START RECORDS TO USE

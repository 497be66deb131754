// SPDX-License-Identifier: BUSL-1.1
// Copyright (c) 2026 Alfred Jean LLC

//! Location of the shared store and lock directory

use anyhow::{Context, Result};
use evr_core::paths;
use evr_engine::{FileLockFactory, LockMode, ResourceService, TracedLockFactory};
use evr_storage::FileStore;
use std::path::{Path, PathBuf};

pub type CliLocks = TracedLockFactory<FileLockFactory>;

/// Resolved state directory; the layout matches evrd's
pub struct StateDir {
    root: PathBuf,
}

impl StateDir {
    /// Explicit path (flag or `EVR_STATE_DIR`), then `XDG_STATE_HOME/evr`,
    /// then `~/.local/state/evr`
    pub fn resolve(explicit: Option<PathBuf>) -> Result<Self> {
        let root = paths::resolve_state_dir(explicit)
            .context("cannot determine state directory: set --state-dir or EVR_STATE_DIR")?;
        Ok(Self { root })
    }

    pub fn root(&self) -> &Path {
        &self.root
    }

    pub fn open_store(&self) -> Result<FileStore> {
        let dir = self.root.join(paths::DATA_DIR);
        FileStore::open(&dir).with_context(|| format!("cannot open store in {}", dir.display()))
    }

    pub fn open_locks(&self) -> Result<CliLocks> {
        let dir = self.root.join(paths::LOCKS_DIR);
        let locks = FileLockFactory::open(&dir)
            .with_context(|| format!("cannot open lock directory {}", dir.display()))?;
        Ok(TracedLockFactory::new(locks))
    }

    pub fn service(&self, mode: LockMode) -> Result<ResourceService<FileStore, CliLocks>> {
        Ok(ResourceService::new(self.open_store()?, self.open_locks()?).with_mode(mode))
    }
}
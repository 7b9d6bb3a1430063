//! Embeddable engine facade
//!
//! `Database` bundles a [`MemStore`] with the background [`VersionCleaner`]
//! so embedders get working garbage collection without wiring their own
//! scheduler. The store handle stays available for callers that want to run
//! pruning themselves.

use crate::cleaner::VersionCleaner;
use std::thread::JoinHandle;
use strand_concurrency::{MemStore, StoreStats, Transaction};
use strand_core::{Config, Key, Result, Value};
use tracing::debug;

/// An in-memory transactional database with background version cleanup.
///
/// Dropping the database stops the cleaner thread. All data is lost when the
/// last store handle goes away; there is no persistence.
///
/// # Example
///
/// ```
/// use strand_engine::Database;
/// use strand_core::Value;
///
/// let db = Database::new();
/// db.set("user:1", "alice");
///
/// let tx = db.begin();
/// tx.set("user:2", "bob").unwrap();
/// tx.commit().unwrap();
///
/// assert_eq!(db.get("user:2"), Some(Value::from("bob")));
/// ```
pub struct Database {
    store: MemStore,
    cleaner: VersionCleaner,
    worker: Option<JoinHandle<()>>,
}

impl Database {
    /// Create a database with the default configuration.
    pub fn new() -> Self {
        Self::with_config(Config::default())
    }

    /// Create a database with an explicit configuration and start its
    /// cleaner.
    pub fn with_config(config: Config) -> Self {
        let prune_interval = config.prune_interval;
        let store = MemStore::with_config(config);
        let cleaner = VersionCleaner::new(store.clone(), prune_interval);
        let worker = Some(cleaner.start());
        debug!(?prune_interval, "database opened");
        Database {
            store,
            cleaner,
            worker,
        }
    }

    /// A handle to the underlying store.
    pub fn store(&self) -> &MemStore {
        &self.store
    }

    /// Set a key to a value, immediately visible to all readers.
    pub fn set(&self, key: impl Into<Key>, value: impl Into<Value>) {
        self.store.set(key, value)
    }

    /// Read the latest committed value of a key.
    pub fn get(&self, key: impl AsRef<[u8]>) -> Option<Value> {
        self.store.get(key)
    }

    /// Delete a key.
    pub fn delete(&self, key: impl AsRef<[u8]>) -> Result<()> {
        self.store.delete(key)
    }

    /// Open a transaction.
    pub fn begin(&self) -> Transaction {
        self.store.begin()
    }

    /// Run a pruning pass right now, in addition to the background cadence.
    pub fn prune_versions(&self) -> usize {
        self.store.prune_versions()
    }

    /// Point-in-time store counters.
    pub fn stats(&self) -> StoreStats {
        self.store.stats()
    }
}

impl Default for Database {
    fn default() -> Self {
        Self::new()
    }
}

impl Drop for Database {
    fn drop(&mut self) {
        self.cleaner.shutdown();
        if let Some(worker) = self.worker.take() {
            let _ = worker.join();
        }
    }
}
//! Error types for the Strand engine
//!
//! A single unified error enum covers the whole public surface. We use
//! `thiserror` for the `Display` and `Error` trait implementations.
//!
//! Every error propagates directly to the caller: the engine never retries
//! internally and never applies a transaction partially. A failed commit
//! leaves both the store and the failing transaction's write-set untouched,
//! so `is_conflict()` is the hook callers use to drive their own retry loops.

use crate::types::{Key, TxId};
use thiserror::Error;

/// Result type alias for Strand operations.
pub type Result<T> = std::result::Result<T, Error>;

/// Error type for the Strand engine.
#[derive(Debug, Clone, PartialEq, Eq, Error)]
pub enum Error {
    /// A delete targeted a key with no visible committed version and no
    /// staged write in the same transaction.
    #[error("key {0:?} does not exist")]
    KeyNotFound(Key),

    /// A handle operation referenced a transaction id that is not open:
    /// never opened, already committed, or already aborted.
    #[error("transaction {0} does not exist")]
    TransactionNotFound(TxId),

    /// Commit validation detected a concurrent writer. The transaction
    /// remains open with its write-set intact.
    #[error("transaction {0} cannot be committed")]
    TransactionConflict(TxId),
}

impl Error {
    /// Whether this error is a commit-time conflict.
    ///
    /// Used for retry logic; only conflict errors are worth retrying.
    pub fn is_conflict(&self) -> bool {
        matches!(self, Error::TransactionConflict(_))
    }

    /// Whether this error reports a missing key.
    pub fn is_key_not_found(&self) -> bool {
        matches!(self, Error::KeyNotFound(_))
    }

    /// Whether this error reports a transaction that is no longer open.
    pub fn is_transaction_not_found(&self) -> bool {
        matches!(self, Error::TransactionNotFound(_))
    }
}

END RECORDS TO USE
START RECORDS TO USE

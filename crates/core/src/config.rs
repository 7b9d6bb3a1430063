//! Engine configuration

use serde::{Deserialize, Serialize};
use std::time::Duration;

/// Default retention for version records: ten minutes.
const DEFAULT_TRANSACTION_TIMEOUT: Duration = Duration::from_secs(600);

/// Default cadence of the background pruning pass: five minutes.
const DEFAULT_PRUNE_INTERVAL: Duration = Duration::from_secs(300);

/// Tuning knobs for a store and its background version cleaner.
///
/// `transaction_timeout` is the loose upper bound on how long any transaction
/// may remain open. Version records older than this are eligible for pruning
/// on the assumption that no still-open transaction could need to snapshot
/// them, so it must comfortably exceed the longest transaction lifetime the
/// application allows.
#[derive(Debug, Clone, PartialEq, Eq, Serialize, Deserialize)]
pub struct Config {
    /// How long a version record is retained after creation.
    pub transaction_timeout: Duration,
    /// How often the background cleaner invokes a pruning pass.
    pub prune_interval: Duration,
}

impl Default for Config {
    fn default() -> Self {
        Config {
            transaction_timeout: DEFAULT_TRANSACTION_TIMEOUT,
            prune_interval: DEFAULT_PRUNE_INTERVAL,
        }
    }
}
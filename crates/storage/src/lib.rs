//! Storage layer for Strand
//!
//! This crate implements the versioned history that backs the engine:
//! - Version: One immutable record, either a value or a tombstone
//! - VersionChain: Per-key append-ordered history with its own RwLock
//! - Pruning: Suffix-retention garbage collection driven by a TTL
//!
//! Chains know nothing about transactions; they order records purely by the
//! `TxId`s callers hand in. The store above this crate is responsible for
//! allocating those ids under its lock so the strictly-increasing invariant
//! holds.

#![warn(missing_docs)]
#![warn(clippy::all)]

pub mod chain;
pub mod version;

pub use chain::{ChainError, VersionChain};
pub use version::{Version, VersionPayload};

END RECORDS TO USE
START RECORDS TO USE

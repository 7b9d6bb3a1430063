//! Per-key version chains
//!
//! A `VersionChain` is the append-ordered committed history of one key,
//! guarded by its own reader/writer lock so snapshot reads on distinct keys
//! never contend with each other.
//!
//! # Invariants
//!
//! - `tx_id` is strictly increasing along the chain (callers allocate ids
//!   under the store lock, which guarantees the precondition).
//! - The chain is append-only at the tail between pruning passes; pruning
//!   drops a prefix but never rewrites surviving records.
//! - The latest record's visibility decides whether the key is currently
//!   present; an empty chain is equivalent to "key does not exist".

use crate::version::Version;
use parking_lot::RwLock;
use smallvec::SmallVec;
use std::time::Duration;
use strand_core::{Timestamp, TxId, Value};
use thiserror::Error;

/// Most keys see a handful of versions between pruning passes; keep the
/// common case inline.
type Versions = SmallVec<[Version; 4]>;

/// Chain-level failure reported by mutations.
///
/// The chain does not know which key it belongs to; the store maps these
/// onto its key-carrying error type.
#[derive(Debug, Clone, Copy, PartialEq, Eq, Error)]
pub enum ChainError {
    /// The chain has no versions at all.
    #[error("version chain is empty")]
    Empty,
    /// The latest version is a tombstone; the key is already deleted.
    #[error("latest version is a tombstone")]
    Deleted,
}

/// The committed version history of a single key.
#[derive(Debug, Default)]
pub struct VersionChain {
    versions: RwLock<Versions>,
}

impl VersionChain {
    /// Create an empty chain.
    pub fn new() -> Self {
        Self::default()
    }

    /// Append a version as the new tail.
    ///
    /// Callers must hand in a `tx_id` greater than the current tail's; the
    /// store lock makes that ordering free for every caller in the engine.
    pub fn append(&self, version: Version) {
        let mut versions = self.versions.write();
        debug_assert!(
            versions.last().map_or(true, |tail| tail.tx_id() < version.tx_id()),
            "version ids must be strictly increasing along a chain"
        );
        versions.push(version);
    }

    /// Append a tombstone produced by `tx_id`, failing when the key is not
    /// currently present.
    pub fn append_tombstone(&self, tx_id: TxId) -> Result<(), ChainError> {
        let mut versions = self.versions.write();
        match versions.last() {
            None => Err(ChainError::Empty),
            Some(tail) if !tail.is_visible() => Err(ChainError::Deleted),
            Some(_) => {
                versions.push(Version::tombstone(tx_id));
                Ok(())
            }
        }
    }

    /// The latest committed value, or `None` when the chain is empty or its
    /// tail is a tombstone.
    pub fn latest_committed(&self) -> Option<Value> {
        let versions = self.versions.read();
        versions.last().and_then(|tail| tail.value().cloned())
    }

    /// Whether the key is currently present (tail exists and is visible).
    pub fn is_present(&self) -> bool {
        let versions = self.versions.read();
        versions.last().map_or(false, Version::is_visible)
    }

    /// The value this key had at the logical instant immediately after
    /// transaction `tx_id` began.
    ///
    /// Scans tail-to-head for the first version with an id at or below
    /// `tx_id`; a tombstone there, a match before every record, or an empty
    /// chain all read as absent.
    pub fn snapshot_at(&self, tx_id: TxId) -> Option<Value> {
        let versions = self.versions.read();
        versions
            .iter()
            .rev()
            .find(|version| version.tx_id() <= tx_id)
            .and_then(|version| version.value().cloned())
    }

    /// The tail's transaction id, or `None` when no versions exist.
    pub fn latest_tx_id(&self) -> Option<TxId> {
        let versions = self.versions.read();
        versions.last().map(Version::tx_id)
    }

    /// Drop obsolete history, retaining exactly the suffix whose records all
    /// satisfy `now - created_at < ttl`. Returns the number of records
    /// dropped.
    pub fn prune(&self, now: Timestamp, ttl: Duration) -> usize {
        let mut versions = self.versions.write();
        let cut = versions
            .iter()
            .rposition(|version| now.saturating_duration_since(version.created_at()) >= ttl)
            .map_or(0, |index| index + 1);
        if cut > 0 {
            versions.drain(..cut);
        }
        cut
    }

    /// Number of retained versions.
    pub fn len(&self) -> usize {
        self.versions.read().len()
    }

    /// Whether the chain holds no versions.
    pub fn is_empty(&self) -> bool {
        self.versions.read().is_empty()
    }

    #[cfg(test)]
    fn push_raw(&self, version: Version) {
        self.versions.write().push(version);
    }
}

END RECORDS TO USE

**ASSIGNMENT:**
Among the lines of the records, copy out each one that contains the word "cannot".

**SOLVED EXERCISE:**
            .context("cannot determine state directory: set --state-dir or EVR_STATE_DIR")?;
        FileStore::open(&dir).with_context(|| format!("cannot open store in {}", dir.display()))
            .with_context(|| format!("cannot open lock directory {}", dir.display()))?;
    #[error("transaction {0} cannot be committed")]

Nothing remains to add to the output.